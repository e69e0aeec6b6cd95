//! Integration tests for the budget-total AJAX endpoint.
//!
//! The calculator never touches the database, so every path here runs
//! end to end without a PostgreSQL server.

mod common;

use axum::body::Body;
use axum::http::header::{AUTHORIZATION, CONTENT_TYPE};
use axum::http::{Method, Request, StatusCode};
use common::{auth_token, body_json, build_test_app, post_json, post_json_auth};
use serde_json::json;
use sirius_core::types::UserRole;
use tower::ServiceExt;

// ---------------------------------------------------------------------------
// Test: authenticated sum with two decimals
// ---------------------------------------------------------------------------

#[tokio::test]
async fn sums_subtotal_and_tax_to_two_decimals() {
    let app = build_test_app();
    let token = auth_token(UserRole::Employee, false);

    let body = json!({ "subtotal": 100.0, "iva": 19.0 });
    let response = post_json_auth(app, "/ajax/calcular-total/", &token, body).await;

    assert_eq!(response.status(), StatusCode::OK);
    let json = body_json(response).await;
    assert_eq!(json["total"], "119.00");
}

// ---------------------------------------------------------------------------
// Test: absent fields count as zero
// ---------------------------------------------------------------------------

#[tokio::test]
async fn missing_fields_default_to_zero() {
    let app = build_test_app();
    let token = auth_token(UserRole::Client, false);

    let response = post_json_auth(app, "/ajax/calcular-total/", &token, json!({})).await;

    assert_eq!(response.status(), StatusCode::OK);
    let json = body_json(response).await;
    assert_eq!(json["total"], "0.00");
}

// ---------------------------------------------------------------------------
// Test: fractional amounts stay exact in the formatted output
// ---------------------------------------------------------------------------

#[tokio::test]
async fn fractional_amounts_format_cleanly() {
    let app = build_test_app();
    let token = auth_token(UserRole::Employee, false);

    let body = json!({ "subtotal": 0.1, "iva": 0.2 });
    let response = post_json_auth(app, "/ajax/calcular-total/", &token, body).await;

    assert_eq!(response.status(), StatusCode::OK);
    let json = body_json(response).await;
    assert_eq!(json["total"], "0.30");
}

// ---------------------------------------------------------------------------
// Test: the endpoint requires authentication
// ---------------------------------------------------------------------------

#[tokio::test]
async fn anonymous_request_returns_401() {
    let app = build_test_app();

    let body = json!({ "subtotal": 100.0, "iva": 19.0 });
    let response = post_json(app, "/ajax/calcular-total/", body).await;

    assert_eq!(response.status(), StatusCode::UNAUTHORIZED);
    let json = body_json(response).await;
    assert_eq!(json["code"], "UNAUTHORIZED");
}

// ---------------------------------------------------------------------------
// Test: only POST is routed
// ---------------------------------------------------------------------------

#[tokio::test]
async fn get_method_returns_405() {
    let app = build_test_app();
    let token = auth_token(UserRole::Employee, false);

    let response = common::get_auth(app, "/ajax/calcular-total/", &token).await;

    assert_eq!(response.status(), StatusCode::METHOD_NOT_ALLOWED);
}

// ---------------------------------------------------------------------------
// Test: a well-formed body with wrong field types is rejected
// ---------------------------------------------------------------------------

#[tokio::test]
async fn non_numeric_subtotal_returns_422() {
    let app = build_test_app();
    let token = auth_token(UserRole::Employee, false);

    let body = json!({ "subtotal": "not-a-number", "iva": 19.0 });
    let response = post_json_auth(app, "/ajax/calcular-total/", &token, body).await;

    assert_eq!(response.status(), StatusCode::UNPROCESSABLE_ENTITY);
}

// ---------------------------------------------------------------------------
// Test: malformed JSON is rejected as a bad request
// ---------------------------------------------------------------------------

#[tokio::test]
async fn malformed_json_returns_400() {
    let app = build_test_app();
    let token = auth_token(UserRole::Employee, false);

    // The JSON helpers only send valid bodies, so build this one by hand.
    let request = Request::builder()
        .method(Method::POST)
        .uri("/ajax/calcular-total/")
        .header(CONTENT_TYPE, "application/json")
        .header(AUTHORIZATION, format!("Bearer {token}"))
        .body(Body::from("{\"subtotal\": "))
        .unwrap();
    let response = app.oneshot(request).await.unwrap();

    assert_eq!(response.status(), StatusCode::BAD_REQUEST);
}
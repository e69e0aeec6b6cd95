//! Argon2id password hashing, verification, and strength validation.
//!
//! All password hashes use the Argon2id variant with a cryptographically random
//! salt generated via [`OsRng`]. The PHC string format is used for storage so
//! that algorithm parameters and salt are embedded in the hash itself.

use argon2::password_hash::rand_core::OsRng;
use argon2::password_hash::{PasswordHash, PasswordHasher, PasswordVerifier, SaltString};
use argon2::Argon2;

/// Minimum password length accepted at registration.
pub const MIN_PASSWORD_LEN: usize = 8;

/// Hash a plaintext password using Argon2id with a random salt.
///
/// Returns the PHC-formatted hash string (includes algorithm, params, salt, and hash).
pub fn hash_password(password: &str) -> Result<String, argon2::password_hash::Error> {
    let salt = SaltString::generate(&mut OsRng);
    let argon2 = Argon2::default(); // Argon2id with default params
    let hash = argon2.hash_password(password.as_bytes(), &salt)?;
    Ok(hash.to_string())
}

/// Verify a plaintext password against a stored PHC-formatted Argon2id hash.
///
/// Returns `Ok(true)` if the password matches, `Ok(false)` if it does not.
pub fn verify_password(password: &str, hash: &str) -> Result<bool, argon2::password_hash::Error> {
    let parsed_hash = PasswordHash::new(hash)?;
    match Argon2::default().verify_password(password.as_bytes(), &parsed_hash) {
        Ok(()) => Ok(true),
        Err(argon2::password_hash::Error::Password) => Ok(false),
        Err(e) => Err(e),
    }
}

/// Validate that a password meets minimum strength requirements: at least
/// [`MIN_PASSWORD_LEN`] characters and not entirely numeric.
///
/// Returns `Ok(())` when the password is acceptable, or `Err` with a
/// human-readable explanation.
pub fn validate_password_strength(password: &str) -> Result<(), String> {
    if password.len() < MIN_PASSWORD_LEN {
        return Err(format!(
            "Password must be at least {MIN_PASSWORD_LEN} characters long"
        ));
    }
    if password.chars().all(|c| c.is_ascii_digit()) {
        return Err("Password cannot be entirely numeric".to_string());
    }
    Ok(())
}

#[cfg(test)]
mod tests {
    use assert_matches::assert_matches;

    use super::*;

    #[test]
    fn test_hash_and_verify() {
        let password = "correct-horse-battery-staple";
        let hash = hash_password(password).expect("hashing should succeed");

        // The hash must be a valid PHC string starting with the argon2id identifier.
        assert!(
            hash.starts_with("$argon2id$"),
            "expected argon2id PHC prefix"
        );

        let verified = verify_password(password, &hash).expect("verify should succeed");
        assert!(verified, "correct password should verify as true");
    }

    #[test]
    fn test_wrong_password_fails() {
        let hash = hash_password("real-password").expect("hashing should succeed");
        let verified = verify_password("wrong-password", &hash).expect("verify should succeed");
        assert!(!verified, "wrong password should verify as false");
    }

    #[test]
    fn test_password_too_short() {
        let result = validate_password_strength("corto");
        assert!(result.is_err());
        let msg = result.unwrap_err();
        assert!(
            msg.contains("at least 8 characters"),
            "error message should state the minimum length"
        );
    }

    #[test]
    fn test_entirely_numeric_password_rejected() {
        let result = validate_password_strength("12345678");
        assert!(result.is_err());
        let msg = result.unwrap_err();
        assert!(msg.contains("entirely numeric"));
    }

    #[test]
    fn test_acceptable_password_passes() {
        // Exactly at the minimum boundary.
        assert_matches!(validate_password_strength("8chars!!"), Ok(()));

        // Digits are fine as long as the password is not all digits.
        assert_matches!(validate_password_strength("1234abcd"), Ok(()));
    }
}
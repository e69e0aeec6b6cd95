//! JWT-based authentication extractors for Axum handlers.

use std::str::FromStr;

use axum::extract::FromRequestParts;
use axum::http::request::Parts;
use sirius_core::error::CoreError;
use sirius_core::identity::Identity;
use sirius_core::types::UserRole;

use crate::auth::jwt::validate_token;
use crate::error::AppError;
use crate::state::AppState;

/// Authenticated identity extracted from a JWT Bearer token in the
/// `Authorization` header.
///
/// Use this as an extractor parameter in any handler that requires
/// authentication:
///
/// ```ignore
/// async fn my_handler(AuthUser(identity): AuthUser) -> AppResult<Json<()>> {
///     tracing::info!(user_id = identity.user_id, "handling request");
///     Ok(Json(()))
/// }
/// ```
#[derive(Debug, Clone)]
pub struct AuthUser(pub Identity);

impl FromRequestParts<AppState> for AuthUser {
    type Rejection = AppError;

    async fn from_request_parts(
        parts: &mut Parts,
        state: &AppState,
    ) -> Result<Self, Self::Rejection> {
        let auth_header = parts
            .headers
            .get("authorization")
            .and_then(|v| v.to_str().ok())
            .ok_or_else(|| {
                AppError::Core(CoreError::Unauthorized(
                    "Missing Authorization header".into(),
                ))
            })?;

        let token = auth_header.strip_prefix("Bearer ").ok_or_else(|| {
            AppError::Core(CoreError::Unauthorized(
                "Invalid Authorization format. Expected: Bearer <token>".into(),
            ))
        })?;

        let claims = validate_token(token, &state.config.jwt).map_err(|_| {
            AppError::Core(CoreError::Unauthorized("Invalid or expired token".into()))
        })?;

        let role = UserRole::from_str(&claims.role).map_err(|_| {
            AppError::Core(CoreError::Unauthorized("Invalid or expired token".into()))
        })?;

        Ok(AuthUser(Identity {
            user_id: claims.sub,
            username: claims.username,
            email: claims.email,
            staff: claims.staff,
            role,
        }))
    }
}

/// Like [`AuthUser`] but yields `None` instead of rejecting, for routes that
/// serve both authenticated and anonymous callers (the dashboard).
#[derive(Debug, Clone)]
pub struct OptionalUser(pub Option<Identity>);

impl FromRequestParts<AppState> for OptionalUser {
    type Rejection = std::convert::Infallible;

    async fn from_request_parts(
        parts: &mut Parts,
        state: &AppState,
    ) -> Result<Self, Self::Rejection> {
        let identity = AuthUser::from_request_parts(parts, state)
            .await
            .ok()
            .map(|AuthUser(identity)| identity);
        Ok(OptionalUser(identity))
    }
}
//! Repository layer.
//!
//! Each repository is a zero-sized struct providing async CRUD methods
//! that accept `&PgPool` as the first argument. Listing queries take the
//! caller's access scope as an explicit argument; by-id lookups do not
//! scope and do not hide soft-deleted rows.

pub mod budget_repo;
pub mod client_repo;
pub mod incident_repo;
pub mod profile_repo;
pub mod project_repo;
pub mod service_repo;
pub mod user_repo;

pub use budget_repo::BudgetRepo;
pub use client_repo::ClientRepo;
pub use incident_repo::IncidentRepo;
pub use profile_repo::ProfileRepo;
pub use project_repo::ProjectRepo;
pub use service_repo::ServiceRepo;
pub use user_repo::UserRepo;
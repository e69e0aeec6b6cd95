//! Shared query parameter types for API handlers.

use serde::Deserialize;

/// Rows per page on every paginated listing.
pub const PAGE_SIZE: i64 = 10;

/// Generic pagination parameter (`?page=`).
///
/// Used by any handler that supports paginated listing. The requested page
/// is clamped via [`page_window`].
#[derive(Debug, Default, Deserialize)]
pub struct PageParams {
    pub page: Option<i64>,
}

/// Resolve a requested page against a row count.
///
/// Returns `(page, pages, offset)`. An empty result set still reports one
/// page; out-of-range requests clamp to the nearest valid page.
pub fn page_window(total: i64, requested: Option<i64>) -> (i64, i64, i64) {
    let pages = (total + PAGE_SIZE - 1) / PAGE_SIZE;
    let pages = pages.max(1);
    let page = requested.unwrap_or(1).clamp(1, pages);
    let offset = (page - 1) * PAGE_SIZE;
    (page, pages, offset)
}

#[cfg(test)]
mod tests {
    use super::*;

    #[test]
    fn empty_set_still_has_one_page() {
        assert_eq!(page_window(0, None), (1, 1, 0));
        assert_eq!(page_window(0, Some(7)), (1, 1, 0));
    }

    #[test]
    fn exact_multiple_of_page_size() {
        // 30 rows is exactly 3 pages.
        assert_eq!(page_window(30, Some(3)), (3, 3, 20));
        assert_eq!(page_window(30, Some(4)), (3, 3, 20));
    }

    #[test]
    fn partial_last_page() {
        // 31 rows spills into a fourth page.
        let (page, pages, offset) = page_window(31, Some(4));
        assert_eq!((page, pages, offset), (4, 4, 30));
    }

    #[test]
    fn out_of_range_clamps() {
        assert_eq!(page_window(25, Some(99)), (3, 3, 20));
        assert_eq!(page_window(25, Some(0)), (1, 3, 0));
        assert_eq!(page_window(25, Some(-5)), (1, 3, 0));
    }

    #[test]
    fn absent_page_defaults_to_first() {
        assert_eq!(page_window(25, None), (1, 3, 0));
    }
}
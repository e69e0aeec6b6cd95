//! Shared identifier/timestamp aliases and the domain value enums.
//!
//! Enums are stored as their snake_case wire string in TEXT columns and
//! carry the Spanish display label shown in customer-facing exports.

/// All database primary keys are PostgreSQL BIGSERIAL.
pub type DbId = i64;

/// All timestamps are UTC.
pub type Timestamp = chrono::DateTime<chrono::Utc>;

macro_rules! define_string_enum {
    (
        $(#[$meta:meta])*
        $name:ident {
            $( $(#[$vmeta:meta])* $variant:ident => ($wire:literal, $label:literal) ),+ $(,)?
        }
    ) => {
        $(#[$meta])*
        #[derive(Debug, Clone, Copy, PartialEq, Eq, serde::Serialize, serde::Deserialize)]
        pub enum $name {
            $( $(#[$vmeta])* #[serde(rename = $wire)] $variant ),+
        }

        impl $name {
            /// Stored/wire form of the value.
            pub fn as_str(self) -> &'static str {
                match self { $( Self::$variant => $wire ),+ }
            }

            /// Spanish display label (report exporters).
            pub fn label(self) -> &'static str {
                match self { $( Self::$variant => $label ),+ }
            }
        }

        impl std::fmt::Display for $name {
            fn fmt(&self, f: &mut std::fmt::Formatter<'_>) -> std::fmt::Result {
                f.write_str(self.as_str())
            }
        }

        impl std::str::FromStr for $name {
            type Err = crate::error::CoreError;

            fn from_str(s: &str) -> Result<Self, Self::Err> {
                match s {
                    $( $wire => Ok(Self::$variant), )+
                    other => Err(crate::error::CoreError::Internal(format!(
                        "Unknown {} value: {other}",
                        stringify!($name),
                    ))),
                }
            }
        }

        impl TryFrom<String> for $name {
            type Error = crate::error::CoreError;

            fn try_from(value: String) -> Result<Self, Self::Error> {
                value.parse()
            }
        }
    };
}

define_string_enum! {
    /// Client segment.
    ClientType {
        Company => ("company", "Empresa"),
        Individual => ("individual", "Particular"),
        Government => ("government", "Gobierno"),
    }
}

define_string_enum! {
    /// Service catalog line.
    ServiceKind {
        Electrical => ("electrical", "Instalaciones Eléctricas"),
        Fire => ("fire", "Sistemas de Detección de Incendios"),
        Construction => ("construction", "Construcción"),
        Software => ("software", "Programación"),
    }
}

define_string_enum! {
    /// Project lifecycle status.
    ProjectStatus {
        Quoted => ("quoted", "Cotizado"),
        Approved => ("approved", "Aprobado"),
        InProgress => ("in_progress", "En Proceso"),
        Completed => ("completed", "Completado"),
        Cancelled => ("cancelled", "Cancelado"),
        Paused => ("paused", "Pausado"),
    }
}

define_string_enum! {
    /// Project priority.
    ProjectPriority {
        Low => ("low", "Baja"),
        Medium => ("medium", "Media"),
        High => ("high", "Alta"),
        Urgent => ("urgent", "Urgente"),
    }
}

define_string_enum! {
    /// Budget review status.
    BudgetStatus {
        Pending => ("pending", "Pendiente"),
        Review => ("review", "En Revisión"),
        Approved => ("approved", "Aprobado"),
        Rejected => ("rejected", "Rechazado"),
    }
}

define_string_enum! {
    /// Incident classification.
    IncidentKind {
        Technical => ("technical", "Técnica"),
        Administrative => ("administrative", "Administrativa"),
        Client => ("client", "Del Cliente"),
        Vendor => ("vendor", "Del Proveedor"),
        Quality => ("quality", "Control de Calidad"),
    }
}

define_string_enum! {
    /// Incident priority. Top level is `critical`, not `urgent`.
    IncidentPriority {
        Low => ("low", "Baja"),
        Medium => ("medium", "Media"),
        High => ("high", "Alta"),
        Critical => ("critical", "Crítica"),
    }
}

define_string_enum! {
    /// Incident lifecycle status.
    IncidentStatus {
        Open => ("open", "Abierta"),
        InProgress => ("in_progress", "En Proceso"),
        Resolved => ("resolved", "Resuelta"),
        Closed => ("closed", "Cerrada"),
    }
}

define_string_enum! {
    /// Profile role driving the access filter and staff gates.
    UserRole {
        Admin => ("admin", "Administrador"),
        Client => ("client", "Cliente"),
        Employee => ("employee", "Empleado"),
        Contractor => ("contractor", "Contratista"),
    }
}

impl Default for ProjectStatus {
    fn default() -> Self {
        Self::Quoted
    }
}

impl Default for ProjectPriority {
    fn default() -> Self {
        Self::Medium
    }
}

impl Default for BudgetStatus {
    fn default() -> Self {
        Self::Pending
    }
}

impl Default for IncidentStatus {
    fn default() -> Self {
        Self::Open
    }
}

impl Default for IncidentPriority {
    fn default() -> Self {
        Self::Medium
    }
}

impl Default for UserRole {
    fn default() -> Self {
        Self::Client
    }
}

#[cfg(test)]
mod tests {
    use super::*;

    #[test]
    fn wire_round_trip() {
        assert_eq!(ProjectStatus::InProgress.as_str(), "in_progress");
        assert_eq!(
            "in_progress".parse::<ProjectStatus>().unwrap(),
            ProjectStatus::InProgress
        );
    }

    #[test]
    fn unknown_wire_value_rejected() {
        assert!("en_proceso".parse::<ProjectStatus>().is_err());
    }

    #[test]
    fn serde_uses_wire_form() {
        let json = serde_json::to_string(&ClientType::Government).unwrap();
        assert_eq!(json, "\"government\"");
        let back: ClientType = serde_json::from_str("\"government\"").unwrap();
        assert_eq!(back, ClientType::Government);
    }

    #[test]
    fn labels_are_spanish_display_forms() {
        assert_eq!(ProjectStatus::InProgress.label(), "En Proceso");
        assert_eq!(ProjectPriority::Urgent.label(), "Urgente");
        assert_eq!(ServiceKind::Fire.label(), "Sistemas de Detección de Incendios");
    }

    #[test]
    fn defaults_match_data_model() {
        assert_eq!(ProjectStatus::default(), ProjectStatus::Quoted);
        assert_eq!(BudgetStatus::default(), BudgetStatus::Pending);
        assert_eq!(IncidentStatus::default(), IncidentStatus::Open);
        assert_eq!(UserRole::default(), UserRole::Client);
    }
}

§ **Task directions**
Lines above with the string "Some" need to be found and copied.

§ **Written response**
        assert_eq!(page_window(0, Some(7)), (1, 1, 0));
        assert_eq!(page_window(30, Some(3)), (3, 3, 20));
        assert_eq!(page_window(30, Some(4)), (3, 3, 20));
        let (page, pages, offset) = page_window(31, Some(4));
        assert_eq!(page_window(25, Some(99)), (3, 3, 20));
        assert_eq!(page_window(25, Some(0)), (1, 3, 0));
        assert_eq!(page_window(25, Some(-5)), (1, 3, 0));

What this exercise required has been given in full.